Bug 647636 (CVE-2018-6056)

Summary:	<www-client/chromium-64.0.3282.167: Incorrect derived class instantiation vulnerability
Product:	Gentoo Security	Reporter:	GLSAMaker/CVETool Bot <glsamaker>
Component:	Vulnerabilities	Assignee:	Gentoo Security <security>
Status:	RESOLVED FIXED
Severity:	major	CC:	chromium
Priority:	Normal	Flags:	stable-bot: sanity-check+
Version:	unspecified
Hardware:	All
OS:	Linux
URL:	https://chromereleases.googleblog.com/2018/02/stable-channel-update-for-desktop_13.html
Whiteboard:	B1 [glsa+ cve]
Package list:	www-client/chromium-64.0.3282.167	Runtime testing required:	---
Bug Depends on:
Bug Blocks:	647124

Description GLSAMaker/CVETool Bot gentoo-dev

2018-02-14 17:55:21 UTC

CVE-2018-6056 (https://nvd.nist.gov/vuln/detail/CVE-2018-6056):
  ** RESERVED ** This candidate has been reserved by an organization or
  individual that will use it when announcing a new security problem.
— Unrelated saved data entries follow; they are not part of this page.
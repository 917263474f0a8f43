//! Document content verification pipeline.
//!
//! Takes an uploaded document (image or PDF) plus a target string and reports
//! whether the target occurs verbatim in the document's extracted text. The
//! upload form and result rendering live outside this crate; they call
//! [`pipeline::Verifier::verify`] and render the returned
//! [`pipeline::VerificationResult`].

pub mod config;
pub mod pipeline;

use std::sync::Once;

use tracing_subscriber::EnvFilter;

static TRACING_INIT: Once = Once::new();

/// Install the global tracing subscriber. Safe to call more than once; only
/// the first call takes effect. Honors `RUST_LOG` when set.
pub fn init_tracing() {
    TRACING_INIT.call_once(|| {
        tracing_subscriber::fmt()
            .with_env_filter(
                EnvFilter::try_from_default_env()
                    .unwrap_or_else(|_| EnvFilter::new(config::default_log_filter())),
            )
            .init();
    });
}
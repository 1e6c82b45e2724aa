//! Seam for the external base-quality recalibration component.
//!
//! Recalibration is a separate concern living outside this crate. The engine
//! only needs three touch points: every non-duplicate record retired during
//! pass 1 feeds the model, the fitted model is emitted before pass 2 writes
//! records, and every written record has the model applied to its qualities.

use std::io;
use std::path::Path;

use noodles::sam::alignment::RecordBuf;

/// Hooks invoked by the duplicate-marking passes when recalibration is
/// configured.
pub trait Recalibrator {
    /// Accumulates a non-duplicate record into the recalibration model.
    fn observe(&mut self, record: &RecordBuf);

    /// Emits the fitted model alongside the given output path.
    ///
    /// # Errors
    ///
    /// Returns an error when the model cannot be written.
    fn write_model(&mut self, output: &Path) -> io::Result<()>;

    /// Rewrites the base qualities of a record about to be written.
    fn apply(&mut self, record: &mut RecordBuf);
}
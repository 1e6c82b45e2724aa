//! BAM file I/O utilities.
//!
//! The engine is strictly sequential (it blocks only on I/O), so readers and
//! writers here are plain single-threaded BGZF streams. Helpers create them
//! with consistent error context and header handling.

use std::fs::File;
use std::io::{Read, Seek, SeekFrom};
use std::path::Path;

use anyhow::{Context, Result};
use noodles::sam::Header;

use crate::errors::DupmarkError;

/// Type alias for the BAM reader used throughout the crate.
pub type BamReader = noodles::bam::io::Reader<noodles::bgzf::Reader<File>>;

/// Type alias for the BAM writer used throughout the crate.
pub type BamWriter = noodles::bam::io::Writer<noodles::bgzf::Writer<File>>;

/// The 28-byte empty BGZF block that terminates a well-formed BAM file.
const BGZF_EOF_BLOCK: [u8; 28] = [
    0x1f, 0x8b, 0x08, 0x04, 0x00, 0x00, 0x00, 0x00, 0x00, 0xff, 0x06, 0x00, 0x42, 0x43, 0x02,
    0x00, 0x1b, 0x00, 0x03, 0x00, 0x00, 0x00, 0x00, 0x00, 0x00, 0x00, 0x00, 0x00,
];

/// Opens a BAM file for reading and reads its header.
///
/// # Errors
///
/// Returns an error if the file cannot be opened or the header cannot be read.
pub fn create_bam_reader<P: AsRef<Path>>(path: P) -> Result<(BamReader, Header)> {
    let path_ref = path.as_ref();
    let file = File::open(path_ref)
        .with_context(|| format!("Failed to open input BAM: {}", path_ref.display()))?;

    let mut reader = noodles::bam::io::Reader::new(file);
    let header = reader
        .read_header()
        .with_context(|| format!("Failed to read header from: {}", path_ref.display()))?;

    Ok((reader, header))
}

/// Creates a BAM file for writing and writes the header.
///
/// # Errors
///
/// Returns an error if the file cannot be created or the header cannot be
/// written.
pub fn create_bam_writer<P: AsRef<Path>>(path: P, header: &Header) -> Result<BamWriter> {
    let path_ref = path.as_ref();
    let file = File::create(path_ref)
        .with_context(|| format!("Failed to create output BAM: {}", path_ref.display()))?;

    let mut writer = noodles::bam::io::Writer::new(file);
    writer
        .write_header(header)
        .with_context(|| format!("Failed to write header to: {}", path_ref.display()))?;

    Ok(writer)
}

/// Verifies that the file ends with the BGZF EOF block.
///
/// A missing block is the signature of a truncated transfer; callers can
/// skip the check for streams produced by tools that omit the block.
///
/// # Errors
///
/// Returns [`DupmarkError::MissingEofBlock`] when the block is absent, or an
/// I/O error when the file tail cannot be read.
pub fn check_bgzf_eof<P: AsRef<Path>>(path: P) -> Result<()> {
    let path_ref = path.as_ref();
    let mut file = File::open(path_ref)
        .with_context(|| format!("Failed to open input BAM: {}", path_ref.display()))?;

    let len = file
        .metadata()
        .with_context(|| format!("Failed to stat input BAM: {}", path_ref.display()))?
        .len();
    if len < BGZF_EOF_BLOCK.len() as u64 {
        return Err(DupmarkError::MissingEofBlock { path: path_ref.display().to_string() }.into());
    }

    file.seek(SeekFrom::End(-(BGZF_EOF_BLOCK.len() as i64)))
        .with_context(|| format!("Failed to seek in input BAM: {}", path_ref.display()))?;
    let mut tail = [0u8; 28];
    file.read_exact(&mut tail)
        .with_context(|| format!("Failed to read tail of input BAM: {}", path_ref.display()))?;

    if tail != BGZF_EOF_BLOCK {
        return Err(DupmarkError::MissingEofBlock { path: path_ref.display().to_string() }.into());
    }
    Ok(())
}
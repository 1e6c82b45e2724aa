//! Command trait definition for CLI commands.
//!
//! This module defines the [`Command`] trait that all dupmark CLI commands implement.
//! The trait uses `enum_dispatch` for efficient dynamic dispatch across command variants.

use anyhow::Result;
use enum_dispatch::enum_dispatch;

/// Trait implemented by all dupmark CLI commands.
///
/// Each command provides an `execute` method that runs the command's main logic.
/// The `command_line` parameter contains the full command invocation for @PG records.
#[enum_dispatch]
pub trait Command {
    #[allow(clippy::missing_errors_doc)]
    fn execute(&self, command_line: &str) -> Result<()>;
}
#![deny(unsafe_code)]
pub mod commands;
mod version;

use anyhow::Result;
use clap::Parser;
use clap::builder::styling::{AnsiColor, Effects, Styles};
use commands::command::Command;
use commands::dedup::Dedup;
use enum_dispatch::enum_dispatch;
use env_logger::Env;
use log::info;

/// Custom styles for CLI help output
const STYLES: Styles = Styles::styled()
    .header(AnsiColor::Green.on_default().effects(Effects::BOLD))
    .usage(AnsiColor::Green.on_default().effects(Effects::BOLD))
    .literal(AnsiColor::Cyan.on_default().effects(Effects::BOLD))
    .placeholder(AnsiColor::Cyan.on_default());

#[global_allocator]
static GLOBAL: mimalloc::MiMalloc = mimalloc::MiMalloc;

#[derive(Parser, Debug)]
#[command(styles = STYLES)]
struct Args {
    #[clap(subcommand)]
    subcommand: Subcommand,
}

#[enum_dispatch(Command)]
#[derive(Parser, Debug)]
#[command(version)]
#[allow(clippy::large_enum_variant)]
enum Subcommand {
    // Deduplication
    #[command(display_order = 1)]
    Dedup(Dedup),
}

fn main() -> Result<()> {
    env_logger::Builder::from_env(Env::default().default_filter_or("info")).init();

    // Capture the full command line BEFORE clap parsing for @PG records
    let command_line = std::env::args().collect::<Vec<_>>().join(" ");

    let args = Args::parse();

    info!("Running dupmark version {}", version::VERSION.as_str());
    args.subcommand.execute(&command_line)
}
When the
  candidate has been publicized, the details for this candidate will be
  provided.

Comment 1 Mike Gilbert gentoo-dev

2018-02-14 20:09:16 UTC

Please stabilize.

Comment 2 Larry the Git Cow gentoo-dev

2018-02-16 15:45:28 UTC

The bug has been referenced in the following commit(s):

https://gitweb.gentoo.org/repo/gentoo.git/commit/?id=05053a3e0286c1882bdca0de8cf68ece2ee3e75e

commit 05053a3e0286c1882bdca0de8cf68ece2ee3e75e
Author:     Richard Freeman <rich0@gentoo.org>
AuthorDate: 2018-02-16 15:45:08 +0000
Commit:     Richard Freeman <rich0@gentoo.org>
CommitDate: 2018-02-16 15:45:08 +0000

    www-client/chromium: amd64 stable
    
    Bug: https://bugs.gentoo.org/647636
    Package-Manager: Portage-2.3.19, Repoman-2.3.6

 www-client/chromium/chromium-64.0.3282.167.ebuild | 2 +-
 1 file changed, 1 insertion(+), 1 deletion(-)}

Comment 3 GLSAMaker/CVETool Bot gentoo-dev

2018-02-19 23:22:27 UTC

This issue was resolved and addressed in
 GLSA 201802-02 at https://security.gentoo.org/glsa/201802-02
by GLSA coordinator Christopher Diaz Riveros (chrisadr).